_WORK REQUEST_
Start with the first line of the records below. Output each line exactly, ending with the one that contains "pub fn load(interp: &mut".

Stored data
//! `system load` — shelling out and loading a source file's top-level forms
//! into the global environment. No sandboxing layer sits in front of
//! `std::fs`/`std::process`: these run directly against the real
//! filesystem and shell.

use std::fs;
use std::process::Command;

use crate::error::LispError;
use crate::value::{Atom, Interp};

fn as_str(interp: &Interp, function: &str, atom: Atom) -> Result<String, LispError> {
    match atom {
        Atom::Str(id) => Ok(String::from_utf8_lossy(&interp.heap.string(id).bytes).into_owned()),
        other => Err(LispError::wrong_type(function, "string", other.type_name())),
    }
}

/// `(system cmd)` — run `cmd` through the platform shell, returning its
/// exit code as a number.
pub fn system(interp: &mut Interp, args: &[Atom]) -> Result<Atom, LispError> {
    let a = args.first().copied().ok_or_else(|| LispError::arity("system", "1", args.len()))?;
    let cmd = as_str(interp, "system", a)?;
    let status = Command::new("sh")
        .arg("-c")
        .arg(&cmd)
        .status()
        .map_err(|e| LispError::System(e.to_string()))?;
    Ok(Atom::Num(status.code().unwrap_or(-1) as f64))
}

/// Read an entire file's contents as a string.
pub fn slurp(path: &str) -> Result<String, LispError> {
    fs::read_to_string(path).map_err(|e| LispError::File(format!("{path}: {e}")))
}

/// Load every top-level form in `path` into `interp.global_env`, evaluating
/// each in turn: read one form, macex it, eval it, repeat until the source
/// is exhausted.
pub fn load_file(interp: &mut Interp, path: &str) -> Result<(), LispError> {
    let source = slurp(path)?;
    let forms = crate::reader::read_all(interp, &source)?;
    let env = interp.global_env;
    for form in forms {
        let expanded = crate::macros::macex(interp, form)?;
        crate::eval::eval_expr(interp, expanded, env)?;
    }
    Ok(())
}

/// `(load path)` builtin wrapper around [`load_file`].
pub fn load(interp: &mut Interp, args: &[Atom]) -> Result<Atom, LispError> {
    let a = args.first().copied().ok_or_else(|| LispError::arity("load", "1", args.len()))?;
    let path = as_str(interp, "load", a)?;
    load_file(interp, &path)?;
    Ok(Atom::Nil)
}

#[cfg(test)]
mod tests {
    use super::*;

    fn test_interp() -> Interp {
        Interp::new()
    }

    #[test]
    fn system_runs_a_shell_command_and_returns_exit_code() {
        let mut interp = test_interp();
        let cmd = interp.heap.make_string(b"exit 0".to_vec());
        assert_eq!(system(&mut interp, &[cmd]).unwrap(), Atom::Num(0.0));
    }

    #[test]
    fn load_evaluates_every_top_level_form_in_a_file() {
        let mut interp = test_interp();
        let plus = interp.heap.intern("+");
        crate::env::env_assign(&mut interp.heap, interp.global_env, plus, Atom::Builtin(crate::builtins::arithmetic::add));
        let dir = std::env::temp_dir();
        let path = dir.join(format!("arc-lisp-test-{}.arc", std::process::id()));
        std::fs::write(&path, "(assign x (+ 1 2))").unwrap();
        load_file(&mut interp, path.to_str().unwrap()).unwrap();
        let _ = std::fs::remove_file(&path);
        let x = interp.heap.intern("x");
        assert_eq!(crate::env::env_get(&interp.heap, interp.global_env, x, "x").unwrap(), Atom::Num(3.0));
    }
}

_ANSWER AREA_
//! `system load` — shelling out and loading a source file's top-level forms
//! into the global environment. No sandboxing layer sits in front of
//! `std::fs`/`std::process`: these run directly against the real
//! filesystem and shell.

use std::fs;
use std::process::Command;

use crate::error::LispError;
use crate::value::{Atom, Interp};

fn as_str(interp: &Interp, function: &str, atom: Atom) -> Result<String, LispError> {
    match atom {
        Atom::Str(id) => Ok(String::from_utf8_lossy(&interp.heap.string(id).bytes).into_owned()),
        other => Err(LispError::wrong_type(function, "string", other.type_name())),
    }
}

/// `(system cmd)` — run `cmd` through the platform shell, returning its
/// exit code as a number.
pub fn system(interp: &mut Interp, args: &[Atom]) -> Result<Atom, LispError> {
    let a = args.first().copied().ok_or_else(|| LispError::arity("system", "1", args.len()))?;
    let cmd = as_str(interp, "system", a)?;
    let status = Command::new("sh")
        .arg("-c")
        .arg(&cmd)
        .status()
        .map_err(|e| LispError::System(e.to_string()))?;
    Ok(Atom::Num(status.code().unwrap_or(-1) as f64))
}

/// Read an entire file's contents as a string.
pub fn slurp(path: &str) -> Result<String, LispError> {
    fs::read_to_string(path).map_err(|e| LispError::File(format!("{path}: {e}")))
}

/// Load every top-level form in `path` into `interp.global_env`, evaluating
/// each in turn: read one form, macex it, eval it, repeat until the source
/// is exhausted.
pub fn load_file(interp: &mut Interp, path: &str) -> Result<(), LispError> {
    let source = slurp(path)?;
    let forms = crate::reader::read_all(interp, &source)?;
    let env = interp.global_env;
    for form in forms {
        let expanded = crate::macros::macex(interp, form)?;
        crate::eval::eval_expr(interp, expanded, env)?;
    }
    Ok(())
}

/// `(load path)` builtin wrapper around [`load_file`].
pub fn load(interp: &mut Interp, args: &[Atom]) -> Result<Atom, LispError> {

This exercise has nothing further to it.